++++ Records for this task
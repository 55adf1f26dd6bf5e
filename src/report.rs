//! Markdown and JSON mutation reports.

use std::path::PathBuf;
use std::str::FromStr;

use serde::{Deserialize, Serialize};

use crate::mutation::{ClassMutationResults, DetectionStatus, MutationResult};
use crate::stats::{ListenerResult, MutationResultListener, MutationStatistics, StatisticsAggregator};

/// Supported output formats for run reports.
#[derive(Debug, Clone, Copy, PartialEq, Eq, Hash, Serialize, Deserialize)]
#[serde(rename_all = "lowercase")]
pub enum ReportFormat {
    /// `mutations.json`, every mutant inline.
    Json,
    /// `mutations.md` summary.
    #[serde(alias = "md")]
    Markdown,
}

impl ReportFormat {
    pub fn file_name(self) -> &'static str {
        match self {
            Self::Json => "mutations.json",
            Self::Markdown => "mutations.md",
        }
    }
}

impl FromStr for ReportFormat {
    type Err = String;

    fn from_str(s: &str) -> Result<Self, Self::Err> {
        match s.to_ascii_lowercase().as_str() {
            "json" => Ok(Self::Json),
            "md" | "markdown" => Ok(Self::Markdown),
            other => Err(format!("unknown report format `{other}` (expected json or md)")),
        }
    }
}

/// Per-mutant report entry.
#[derive(Debug, Clone, PartialEq, Eq, Serialize)]
pub struct MutantReport {
    pub id: String,
    pub unit: String,
    pub method: String,
    pub operator: String,
    pub line: u32,
    pub block: Option<u32>,
    pub description: String,
    pub status: DetectionStatus,
    pub tests_run: u32,
    pub killing_tests: Vec<String>,
    pub succeeding_tests: Vec<String>,
    pub timed_out_tests: Vec<String>,
    pub run_error_tests: Vec<String>,
    pub memory_error_tests: Vec<String>,
}

impl From<&MutationResult> for MutantReport {
    fn from(result: &MutationResult) -> Self {
        let id = &result.details.id;
        Self {
            id: id.to_string(),
            unit: id.unit.to_string(),
            method: id.method.clone(),
            operator: id.operator.clone(),
            line: result.details.line,
            block: result.details.block,
            description: result.details.description.clone(),
            status: result.status(),
            tests_run: result.pair.tests_run,
            killing_tests: result.pair.killing_tests.clone(),
            succeeding_tests: result.pair.succeeding_tests.clone(),
            timed_out_tests: result.pair.timed_out_tests.clone(),
            run_error_tests: result.pair.run_error_tests.clone(),
            memory_error_tests: result.pair.memory_error_tests.clone(),
        }
    }
}

/// Aggregated run counts.
#[derive(Debug, Clone, PartialEq, Eq, Serialize)]
pub struct RunSummary {
    pub total: u64,
    /// Killed as a whole percentage of killed plus survived.
    pub mutation_score: u32,
    pub killed: u64,
    pub survived: u64,
    pub timed_out: u64,
    pub no_coverage: u64,
    pub non_viable: u64,
    pub memory_error: u64,
    pub run_error: u64,
    pub tests_run: u64,
}

impl RunSummary {
    pub fn from_statistics(stats: &MutationStatistics) -> Self {
        Self {
            total: stats.total_mutations,
            mutation_score: stats.mutation_score(),
            killed: stats.count(DetectionStatus::Killed),
            survived: stats.count(DetectionStatus::Survived),
            timed_out: stats.count(DetectionStatus::TimedOut),
            no_coverage: stats.count(DetectionStatus::NoCoverage),
            non_viable: stats.count(DetectionStatus::NonViable),
            memory_error: stats.count(DetectionStatus::MemoryError),
            run_error: stats.count(DetectionStatus::RunError),
            tests_run: stats.tests_run,
        }
    }
}

/// Render a report for `results` in `format`.
pub fn render_report(
    results: &[MutationResult],
    stats: &MutationStatistics,
    format: ReportFormat,
) -> Result<String, serde_json::Error> {
    let summary = RunSummary::from_statistics(stats);
    let mut mutants: Vec<MutantReport> = results.iter().map(MutantReport::from).collect();
    mutants.sort_by(|a, b| a.id.cmp(&b.id));

    match format {
        ReportFormat::Json => serde_json::to_string_pretty(&serde_json::json!({
            "summary": summary,
            "operators": stats.scores.values().map(|score| serde_json::json!({
                "operator": score.operator,
                "total": score.total_mutations(),
                "detected": score.total_detected(),
                "score": score.percentage_detected(),
            })).collect::<Vec<_>>(),
            "mutants": mutants,
        })),
        ReportFormat::Markdown => Ok(render_markdown(&summary, stats, &mutants)),
    }
}

fn render_markdown(summary: &RunSummary, stats: &MutationStatistics, mutants: &[MutantReport]) -> String {
    let mut out = String::from("# Mutation Report\n\n");

    out.push_str("## Summary\n\n| metric | count |\n|---|---:|\n");
    for (label, value) in [
        ("total", summary.total),
        ("killed", summary.killed),
        ("survived", summary.survived),
        ("timed out", summary.timed_out),
        ("no coverage", summary.no_coverage),
        ("non viable", summary.non_viable),
        ("memory error", summary.memory_error),
        ("run error", summary.run_error),
        ("tests run", summary.tests_run),
    ] {
        out.push_str(&format!("| {label} | {value} |\n"));
    }
    out.push_str(&format!("| mutation score | {}% |\n", summary.mutation_score));

    if !stats.scores.is_empty() {
        out.push_str("\n## Operators\n\n| operator | mutants | detected | score |\n|---|---:|---:|---:|\n");
        for score in stats.scores.values() {
            out.push_str(&format!(
                "| {} | {} | {} | {}% |\n",
                score.operator,
                score.total_mutations(),
                score.total_detected(),
                score.percentage_detected()
            ));
        }
    }

    let survivors: Vec<&MutantReport> = mutants
        .iter()
        .filter(|m| matches!(m.status, DetectionStatus::Survived | DetectionStatus::NoCoverage))
        .collect();
    if !survivors.is_empty() {
        out.push_str("\n## Undetected Mutants\n\n");
        for m in survivors {
            out.push_str(&format!("### {}\n\n", m.id));
            out.push_str(&format!("- **description**: {}\n", m.description));
            out.push_str(&format!("- **location**: {}:{}\n", m.unit, m.line));
            out.push_str(&format!("- **status**: {}\n", m.status));
            if !m.succeeding_tests.is_empty() {
                out.push_str(&format!("- **passing tests**: {}\n", m.succeeding_tests.join(", ")));
            }
            out.push('\n');
        }
    }
    out
}

/// Collects results and writes one report per configured format on run end.
pub struct ReportListener {
    report_dir: PathBuf,
    formats: Vec<ReportFormat>,
    results: Vec<MutationResult>,
    aggregator: StatisticsAggregator,
}

impl ReportListener {
    pub fn new(report_dir: impl Into<PathBuf>, formats: Vec<ReportFormat>) -> Self {
        Self {
            report_dir: report_dir.into(),
            formats,
            results: Vec::new(),
            aggregator: StatisticsAggregator::new(),
        }
    }
}

impl MutationResultListener for ReportListener {
    fn name(&self) -> &str {
        "report"
    }

    fn handle_mutation_result(&mut self, results: &ClassMutationResults) -> ListenerResult {
        self.aggregator.register_results(results);
        self.results.extend(results.results.iter().cloned());
        Ok(())
    }

    fn run_end(&mut self) -> ListenerResult {
        if self.formats.is_empty() {
            return Ok(());
        }
        std::fs::create_dir_all(&self.report_dir)?;
        let stats = self.aggregator.to_statistics();
        for format in &self.formats {
            let body = render_report(&self.results, &stats, *format)?;
            let path = self.report_dir.join(format.file_name());
            std::fs::write(&path, body)?;
            tracing::info!(path = %path.display(), "wrote report");
        }
        Ok(())
    }
}

#[cfg(test)]
mod tests {
    use super::*;
    use crate::mutation::{MutationDetails, MutationIdentifier, StatusTestPair};

    fn results() -> Vec<MutationResult> {
        vec![
            MutationResult::new(
                MutationDetails::new(MutationIdentifier::new("a.A", "run", 0, "NEGATE"), 3, "negated check"),
                StatusTestPair::killed_by(1, "a_test"),
            ),
            MutationResult::new(
                MutationDetails::new(MutationIdentifier::new("a.A", "run", 1, "RETURN"), 4, "returned zero"),
                StatusTestPair::not_analysed(2, DetectionStatus::Survived),
            ),
        ]
    }

    fn stats(results: &[MutationResult]) -> MutationStatistics {
        let mut aggregator = StatisticsAggregator::new();
        aggregator.register_results(&ClassMutationResults::new(results.to_vec()));
        aggregator.to_statistics()
    }

    #[test]
    fn formats_parse_from_cli_and_config_spellings() {
        assert_eq!("md".parse::<ReportFormat>(), Ok(ReportFormat::Markdown));
        assert_eq!("JSON".parse::<ReportFormat>(), Ok(ReportFormat::Json));
        assert!("xml".parse::<ReportFormat>().is_err());
        let from_config: ReportFormat =
            serde_json::from_str("\"md\"").expect("alias should deserialize");
        assert_eq!(from_config, ReportFormat::Markdown);
    }

    #[test]
    fn report_renders_json_and_markdown() {
        let results = results();
        let stats = stats(&results);

        let md = render_report(&results, &stats, ReportFormat::Markdown).expect("markdown should render");
        assert!(md.contains("# Mutation Report"));
        assert!(md.contains("| killed | 1 |"));
        assert!(md.contains("| mutation score | 50% |"));
        assert!(md.contains("### a.A#run#1#RETURN"));
        assert!(!md.contains("### a.A#run#0#NEGATE"));

        let json = render_report(&results, &stats, ReportFormat::Json).expect("json should render");
        let value: serde_json::Value = serde_json::from_str(&json).expect("report should be valid json");
        assert_eq!(value["summary"]["total"], 2);
        assert_eq!(value["mutants"][1]["status"], "SURVIVED");
        assert_eq!(value["operators"].as_array().map(Vec::len), Some(2));
    }

    #[test]
    fn report_listener_writes_configured_formats() {
        let tmp = tempfile::tempdir().expect("tempdir should be created");
        let dir = tmp.path().join("reports");
        let mut listener = ReportListener::new(&dir, vec![ReportFormat::Json]);
        listener
            .handle_mutation_result(&ClassMutationResults::new(results()))
            .expect("results should be collected");
        listener.run_end().expect("report should be written");

        assert!(dir.join("mutations.json").exists());
        assert!(!dir.join("mutations.md").exists());
    }
}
++++++++
◆ The task ◆
Show every line in the entries where the string "exists" occurs.

◆ Solution to this exercise ◆
        assert!(dir.join("mutations.json").exists());
        assert!(!dir.join("mutations.md").exists());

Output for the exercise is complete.